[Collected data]
--------------------

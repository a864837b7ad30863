#[macro_use]
extern crate clap;

use {
    anyhow::{bail, Context, Result},
    clap::{App, ArgMatches},
    hydro_help::{
        batch::{load_cells, run_cells, Help3o},
        parameters::Parameters,
        report::{daily, monthly},
        weather::{cweeds, help_input, WeatherDataset},
    },
    log::{error, info},
    serde::Serialize,
    simplelog::{Config as LogConfig, LevelFilter, TermLogger, TerminalMode},
    std::{
        fs::{create_dir_all, File},
        path::Path,
    },
};

fn app<'a, 'b>() -> App<'a, 'b> {
    clap_app!(hydro_help =>
        (version: crate_version!())
        (about: "Runs the HELP model in batch and converts its weather inputs and text reports.")
        (@arg PARAMETERS: -p --parameters +takes_value "Path to file containing run parameters.")
        (@arg VERBOSE: -v --verbose "Logs debug messages.")
        (@subcommand run =>
            (about: "Runs HELP for every cell of the cells file and saves their monthly totals.")
        )
        (@subcommand monthly =>
            (about: "Converts the monthly totals of a HELP report to YAML.")
            (@arg INPUT: +required "HELP output report.")
        )
        (@subcommand daily =>
            (about: "Converts the daily output of a HELP report to YAML.")
            (@arg INPUT: +required "HELP output report.")
        )
        (@subcommand solrad =>
            (about: "Converts CWEEDS hourly files to a HELP daily solar radiation input file.")
            (@arg WY2: --wy2 +takes_value "CWEEDS file in the WY2 format.")
            (@arg WY3: --wy3 +takes_value "CWEEDS file in the WY3 format.")
            (@arg CITY: --city +takes_value +required "City written in the file header.")
            (@arg LATITUDE: --latitude +takes_value "Station latitude, read from the WY3 header by default.")
            (@arg OUTPUT: +required "HELP solar radiation file to write.")
        )
    )
}

#[quit::main]
fn main() {
    let matches = app().get_matches();

    let level = if matches.is_present("VERBOSE") {
        LevelFilter::Debug
    } else {
        LevelFilter::Info
    };
    TermLogger::init(level, LogConfig::default(), TerminalMode::Mixed)
        .expect("Failed to initialize logger");

    let params = match matches.value_of("PARAMETERS") {
        Some(path) => {
            let file = File::open(path).unwrap_or_else(|e| {
                error!("Failed to open {}: \"{}\"", path, e);
                quit::with_code(1);
            });

            let params = serde_yaml::from_reader::<_, Parameters>(file).unwrap_or_else(|e| {
                error!("Failed to parse parameters from {}: \"{}\"", path, e);
                quit::with_code(1);
            });

            info!(
                "Successfully loaded run parameters from \"{}\": \n{:#?}",
                path, params
            );

            params
        }
        None => {
            info!("No parameters file given, using defaults");
            Parameters::default()
        }
    };

    run_subcommand(matches.subcommand(), &params).unwrap_or_else(|e| {
        error!("Error: \"{:#}\"", e);
        quit::with_code(1);
    });
}

fn write_yaml<T: Serialize>(params: &Parameters, input: &str, value: &T) -> Result<()> {
    let stem = Path::new(input)
        .file_stem()
        .context("Input file has no name")?;
    let path = params
        .environment
        .output_directory
        .join(stem)
        .with_extension("yaml");

    create_dir_all(&params.environment.output_directory)?;
    serde_yaml::to_writer(File::create(&path)?, value)?;
    info!("Wrote {}", path.display());

    Ok(())
}

fn run_subcommand(subcmd: (&str, Option<&ArgMatches>), params: &Parameters) -> Result<()> {
    let (name, args) = match subcmd {
        ("", _) => bail!("No subcommand selected"),
        (name, Some(args)) => (name, args),
        // Should be unreachable as clap always provides the matches of a subcommand
        (name, None) => bail!("No arguments for {}", name),
    };

    info!("Starting {}", name);

    match name {
        "run" => {
            let cells = load_cells(&params.batch.cells)?;
            let simulator = Help3o::new(&params.simulator.executable);

            let output = run_cells(cells, &simulator, params.batch.workers)?;

            create_dir_all(&params.environment.output_directory)?;
            let path = params.environment.output_directory.join("monthly.bin");
            bincode::serialize_into(File::create(&path)?, &output.results)?;
            info!("Wrote the results of {} cells to {}", output.results.len(), path.display());

            if !output.failures.is_empty() {
                bail!(
                    "{} of {} cells failed",
                    output.failures.len(),
                    output.failures.len() + output.results.len()
                );
            }
        }
        "monthly" => {
            let input = args.value_of("INPUT").context("No input file")?;
            let table = monthly::read(input)?;
            info!("Read {} years of monthly totals", table.len());
            write_yaml(params, input, &table)?;
        }
        "daily" => {
            let input = args.value_of("INPUT").context("No input file")?;
            let table = daily::read(input)?;
            info!("Read {} days of daily output", table.len());
            write_yaml(params, input, &table)?;
        }
        "solrad" => {
            let wy2 = args.value_of("WY2").map(cweeds::read).transpose()?;
            let wy3 = args.value_of("WY3").map(cweeds::read).transpose()?;

            let dataset = match (wy2, wy3) {
                (Some(wy2), Some(wy3)) => WeatherDataset::merge(&wy2, &wy3)?,
                (Some(dataset), None) | (None, Some(dataset)) => dataset,
                (None, None) => bail!("At least one of --wy2 or --wy3 is required"),
            };

            let latitude = if args.is_present("LATITUDE") {
                value_t!(args, "LATITUDE", f64)?
            } else {
                dataset
                    .header
                    .as_ref()
                    .map(|header| header.latitude)
                    .context("No latitude given and no WY3 header to read it from")?
            };

            let city = args.value_of("CITY").context("No city")?;
            let output = args.value_of("OUTPUT").context("No output file")?;

            let path = help_input::save_solrad(
                output,
                dataset.years.view(),
                dataset.irradiance.view(),
                city,
                latitude,
            )?;
            info!("Wrote {} days of solar radiation to {}", dataset.len(), path.display());
        }
        _ => {
            // Should be unreachable due to clap catching this error
            bail!("Unrecognized subcommand");
        }
    }

    info!("Finished {}", name);

    Ok(())
}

--------------------

Only lines with the word "totals" go in the answer. Take them all from the entries above.

            (about: "Runs HELP for every cell of the cells file and saves their monthly totals.")
            (about: "Converts the monthly totals of a HELP report to YAML.")
            info!("Read {} years of monthly totals", table.len());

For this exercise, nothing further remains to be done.